Lord Williams tamam diyene kadar anlaşmanız geçerli. Alber Dikici ve sizin
başında olduğunuz bir proje yapıldı. Proje başarıyla sonlanana kadar anlaşmayı
feshedemezsiniz, aksi durumda sonuçlar kötü olacaktır.
-Ağabeyim
yetmedi bana da silah mı doğrultursunuz Muavin?
-İsteseydik
Ali Abdullah şu anda ölmüştü Leydi. Bu bir uyarıydı. Teklifin ciddiyetini
anlamanız için. Anlaşmanın detayları ifşa olursa siz ve aileniz için sonuçları
ölmekten daha kötü olabilir biliyorsunuz. Sevgi ve nefreti aşırı uçlarda
yaşayan bir toplumsunuz. Toplumun ve devletin ailenize göstereceği tepkiyi
hayal bile edemezsiniz. Bu bizim içinde büyük bir skandal elbette ki.
Diplomatlarımız bir özür mesajı yayınlarlar. İstihbarat birimlerinin kendi
başlarına hareket ettiğini söylerler. Bazı resmi görevliler istifa ederler o
kadar. Dünya ticaretini biz yönlendiriyoruz. Ülkenizde güzel bir atasözü var
sevgili Helin: Altta kalanın canı çıksın diyorsunuz ya.

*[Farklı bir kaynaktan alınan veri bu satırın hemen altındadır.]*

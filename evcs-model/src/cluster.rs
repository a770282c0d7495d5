use crate::value::CellValue;
use serde::{Deserialize, Serialize};
use std::collections::HashMap;

/// Body of `POST /classify`.
#[derive(Debug, Clone, PartialEq, Eq, Serialize, Deserialize)]
pub struct ClassifyRequest {
    pub feat1: String,
    pub feat2: String,
}

/// A data point with its assigned cluster.
#[derive(Debug, Clone, PartialEq, Serialize, Deserialize)]
pub struct LabeledPoint {
    /// Index into [`ClusterResult::centroids`].
    pub cluster: usize,
    /// Feature name to value, for the two requested features.
    #[serde(flatten)]
    pub features: HashMap<String, CellValue>,
}

impl LabeledPoint {
    pub fn feature(&self, name: &str) -> Option<f64> {
        self.features.get(name).and_then(CellValue::as_number)
    }
}

/// Response of `POST /classify`: k-means centroids over the two requested
/// features and every input point tagged with its cluster.
#[derive(Debug, Clone, PartialEq, Default, Serialize, Deserialize)]
pub struct ClusterResult {
    #[serde(default)]
    pub centroids: Vec<Vec<f64>>,
    #[serde(default)]
    pub labeled_data: Vec<LabeledPoint>,
}

impl ClusterResult {
    /// Index of the first point whose cluster is not a valid centroid index.
    pub fn first_invalid_label(&self) -> Option<usize> {
        self.labeled_data
            .iter()
            .position(|p| p.cluster >= self.centroids.len())
    }
}

#[cfg(test)]
mod tests {
    use super::*;

    #[test]
    fn parses_classifier_output() {
        let json = r#"{
            "centroids": [[10.0, 2.0], [40.0, 6.5]],
            "labeled_data": [
                {"energy_consumed_kwh": 9.5, "charging_duration_hours": 1.8, "cluster": 0},
                {"energy_consumed_kwh": 41.0, "charging_duration_hours": 6.0, "cluster": 1}
            ]
        }"#;
        let result: ClusterResult = serde_json::from_str(json).unwrap();
        assert_eq!(result.centroids.len(), 2);
        assert_eq!(result.labeled_data[1].cluster, 1);
        assert_eq!(result.labeled_data[1].feature("energy_consumed_kwh"), Some(41.0));
        assert_eq!(result.first_invalid_label(), None);
    }

    #[test]
    fn detects_out_of_range_labels() {
        let json = r#"{
            "centroids": [[1.0, 1.0]],
            "labeled_data": [{"a": 1, "b": 2, "cluster": 0}, {"a": 3, "b": 4, "cluster": 3}]
        }"#;
        let result: ClusterResult = serde_json::from_str(json).unwrap();
        assert_eq!(result.first_invalid_label(), Some(1));
    }

    #[test]
    fn request_serializes_feature_names() {
        let body = serde_json::to_value(ClassifyRequest {
            feat1: "energy_consumed_kwh".into(),
            feat2: "charging_rate_kw".into(),
        })
        .unwrap();
        assert_eq!(
            body,
            serde_json::json!({"feat1": "energy_consumed_kwh", "feat2": "charging_rate_kw"})
        );
    }
}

Helin cevap veremedi. Konsolos Muavini devam etti.
-Lord
Williams Alber Dikici’nin yerine görevlendirildiğinizi bildirmemi emretti.
Öncelikli olarak Alber Dikici’nin katili ve azmettiricisinin öldürülmesini
emrediyor. Vatandaşımıza yapılan eylem cezasız kalamaz, kalmamalı.
-Alber’in
katiline ulaşılamadı Muavin. Benden kimliği belirsiz birini ortadan kaldırmamı
mı bekliyorsunuz? Saçma bir emir.
-Araştıracaksınız
Leydi Helin. Araştıracak ve ipuçlarını bana ileteceksiniz. Biz de gereğini
yapacağız. Alber’in ölüm emrini ailenizden biri mesela Orhan Metin vermiş
olabilir. Biz Türk istihbaratından şüpheleniyoruz. Türk İstihbaratında
Milliyetçi bir kanat her zaman vardır. Çalışma tarzınıza karışmayız, bilakis
destek vereceğiz. Lord Williams’ın ikinci emri Ali Abdullah işbirlikçilerimizle
organik bağ kurmaya zorlanmalı, sizde bunun için çalışmalısınız.
-Alber’in
ölüm emrini Orhan Metin vermiş olamaz, tahmin etmiyorum. Böyle bir emir vermiş
olsa bile emri yerine getirecek profesyonellikte adamı zaten yok. İkincisi Ali
ağabeyim işbirlikçilerinizle ortaklığa girmez. Pazarlık sırasında kesin
konuştu. İstemediğim kişilerle ortaklık için ısrar etmeyeceksiniz dedi.
Ağabeyim camiayla ortaklığa girmez. Zorlayamazsınız çünkü dediğini yapar gider
devlete konuşur. Lord Williams imzaladığı belgeyi tekrar okusun.
-Söylediklerim
yapmakla yükümlü olduğunuz şeyler Leydi Helin. Tarzınızı siz belirleyeceksiniz.
Lord Williams size aktarılan 450 milyon doların boşa gittiğini düşünmek
istemiyor. Birkaç gün düşünün şüphelileri ve çalışma tarzınızı bildirin.
Gereğini yapmak bizim işimiz. Üzgünüm ama başarısız olma lüksünüz yok. Size iyi
günler dilerim Leydi Helin. Stressiz bir ortamda ilk fırsatta sizinle yemek
yiyelim.
Konsolos Muavini bardaktaki suyu içti.
Helin’in elini kibarca öpüp uzaklaştı. Konsolos Muavininin ardından Helin
morali bozuk kafeden ayrılırken Hulki’nin takip ettiğinin farkına varmadı.
Helin ajansa girince Hulki vakit geçirmek için karşı caddedeki bir kahveye girdi.